Functional near-infrared spectroscopy (fNIRS) is an emerging optical technology that can be used to monitor brain function at the bedside. Recently, there has been a great interest in using fNIRS as a tool to assess command-driven brain activity in patients with severe brain injuries to infer residual awareness. In this study, time-resolved (TR) fNIRS, a variant of fNIRS with enhanced sensitivity to the brain, was used to assess brain function in patients with prolonged disorders of consciousness (DOC).
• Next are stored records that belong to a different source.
#[test]
fn test_cancel_finish_skips_own_finish() {
    let mut root = Root::default();
    let parent = root.root_node();
    let node = live(
        &mut root,
        parent,
        "cancelling",
        Box::new(Probe {
            cancel: true,
            ..Probe::default()
        }),
    );
    let child = live(&mut root, node, "child", Box::<Probe>::default());
    let controller = root
        .insert_controller(node, Controller::new("Counting", Facets::new(), Box::new(Counting::default())))
        .unwrap();
    root.add_controller(node, controller).unwrap();
    root.init_controller(controller).unwrap();

    logic(&mut root, 0.1, TraversalMask::DEFAULT);
    assert_eq!(probe(&root, node).processed, 1);
    assert_eq!(probe(&root, node).finished, 0);
    assert_eq!(probe(&root, child).processed, 1);
    assert_eq!(probe(&root, child).finished, 1);
    assert_eq!(counting(&root, controller).pre_logic, 1);
    assert_eq!(counting(&root, controller).post_logic, 0);
}

#[test]
fn test_inactive_subtree_is_skipped() {
    let mut root = Root::default();
    let parent = root.root_node();
    let group = live_group(&mut root, "group");
    let child = live(&mut root, group, "child", Box::<Probe>::default());

    root.set_active(group, false).unwrap();
    logic(&mut root, 0.1, TraversalMask::DEFAULT);
    assert_eq!(probe(&root, child).processed, 0);

    root.set_active(group, true).unwrap();
    logic(&mut root, 0.1, TraversalMask::DEFAULT);
    assert_eq!(probe(&root, child).processed, 1);
    assert!(root.is_initialized(parent));
}

#[test]
fn test_structural_edit_fails_while_locked_elsewhere() {
    let mut root = Root::default();
    let parent = root.root_node();
    let node = root.create_node_with("Group", Box::new(GroupNode));
    let probe = root.lock_probe();

    root.lock().unwrap();
    assert!(!root.can_modify_graph());
    let result = thread::scope(|scope| {
        scope
            .spawn(|| {
                assert!(!probe.can_modify_graph());
                root.init_graph(node, parent, None, LockMode::Acquire)
            })
            .join()
            .unwrap()
    });
    assert_eq!(result, Err(GraphError::GraphBusy));

    root.unlock();
    assert!(probe.can_modify_graph());
    assert!(root.init_graph(node, parent, None, LockMode::Acquire).unwrap());
}

#[test]
fn test_secondary_links() {
    let mut root = Root::default();
    let a = live_group(&mut root, "a");
    let b = live_group(&mut root, "b");
    let shared = live(&mut root, a, "shared", Box::<Probe>::default());

    root.link_node(b, shared, None, LockMode::Acquire).unwrap();
    assert_eq!(root.parents(shared), &[a, b]);
    assert_eq!(
        root.link_node(b, shared, None, LockMode::Acquire),
        Err(GraphError::AlreadyLinked)
    );
    assert_eq!(root.link_node(shared, a, None, LockMode::Acquire), Err(GraphError::WouldCycle));
    assert_eq!(root.unlink_node(a, shared, LockMode::Acquire), Err(GraphError::PrimaryLink));
    assert_eq!(
        root.deinit_graph(shared, b, LockMode::Acquire),
        Err(GraphError::NotPrimaryParent)
    );

    logic(&mut root, 0.1, TraversalMask::DEFAULT);
    assert_eq!(probe(&root, shared).processed, 2);

    root.unlink_node(b, shared, LockMode::Acquire).unwrap();
    assert_eq!(root.parents(shared), &[a]);

    root.link_node(b, shared, None, LockMode::Acquire).unwrap();
    let parent = root.root_node();
    assert!(root.deinit_graph(b, parent, LockMode::Acquire).unwrap());
    assert_eq!(root.parents(shared), &[a]);
    assert!(root.is_initialized(shared));
}

#[test]
fn test_animation_controller_follows_timeline() {
    let mut root = Root::default();
    let parent = root.root_node();
    let mut clip = AnimationClip {
        name: "rise".to_string(),
        ..AnimationClip::default()
    };
    clip.tracks.insert(
        "height".to_string(),
        vec![Keyframe::new(0.0, 0.0), Keyframe::new(4.0, 8.0)],
    );
    root.resources_mut()
        .insert("rise", Resource::Animation(Animation { clips: vec![clip] }));

    let timeline = live(&mut root, parent, "clock", Box::<TimelineNode>::default());
    let target = live(&mut root, timeline, "target", Box::new(GroupNode));
    let facets = Facets::new()
        .with_time(TimeFacet::new())
        .with_animation(AnimationFacet::new("rise"));
    let controller = root
        .insert_controller(target, Controller::new("AnimationTimeController", facets, Box::new(FacetController)))
        .unwrap();
    root.add_controller(target, controller).unwrap();
    assert!(root.init_controller(controller).unwrap());
    assert_eq!(root.controller(controller).unwrap().time().unwrap().evaluator_count(), 1);

    logic(&mut root, 1.0, TraversalMask::DEFAULT);
    let height = root.node(target).unwrap().property("height").and_then(PropertyValue::as_float);
    assert_relative_eq!(height.unwrap(), 2.0);

    root.controller_mut(controller).unwrap().time_mut().unwrap().time_scale = 2.0;
    logic(&mut root, 0.25, TraversalMask::DEFAULT);
    let height = root.node(target).unwrap().property("height").and_then(PropertyValue::as_float);
    assert_relative_eq!(height.unwrap(), 2.5 * 2.0);
}

#[test]
fn test_missing_animation_fails_controller_init() {
    let mut root = Root::default();
    let node = live_group(&mut root, "owner");
    let facets = Facets::new()
        .with_time(TimeFacet::new())
        .with_animation(AnimationFacet::new("missing"));
    let controller = root
        .insert_controller(node, Controller::new("AnimationTimeController", facets, Box::new(FacetController)))
        .unwrap();
    root.add_controller(node, controller).unwrap();
    assert!(!root.init_controller(controller).unwrap());
    assert_eq!(root.controller(controller).unwrap().state(), ControllerState::Uninitialized);
}

#[test]
fn test_input_is_consumed_by_active_nodes() {
    let mut root = Root::default();
    let parent = root.root_node();
    let consumer = live(
        &mut root,
        parent,
        "consumer",
        Box::new(Probe {
            consumes: Some("fire"),
            ..Probe::default()
        }),
    );
    let events = vec![InputEvent::new("fire", true), InputEvent::new("jump", true)];

    let remaining = root.process_input(events.clone(), TraversalMask::DEFAULT).unwrap();
    assert_eq!(remaining.len(), 1);
    assert_eq!(remaining[0].name, "jump");

    root.set_active(consumer, false).unwrap();
    let remaining = root.process_input(events, TraversalMask::DEFAULT).unwrap();
    assert_eq!(remaining.len(), 2);
}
A portable system was developed in-house, and patients were assessed in their homes or long-term care facilities across London and the Greater Toronto Area, Canada. Five DOC patients and one locked-in patient were recruited in this study, and motor imagery was used to elicit command-driven brain activity. TR-fNIRS data were analyzed using the general linear modelling (GLM) approach, as well as with basic machine learning. Three patients showed activity with GLM, four with machine learning, and two with both techniques. Interestingly, the two patients that showed activity by both approaches also had detectable motor imagery activity by functional magnetic resonance imaging. These promising preliminary results highlight the potential of TR fNIRS as a tool to probe consciousness and map brain activity at the bedside.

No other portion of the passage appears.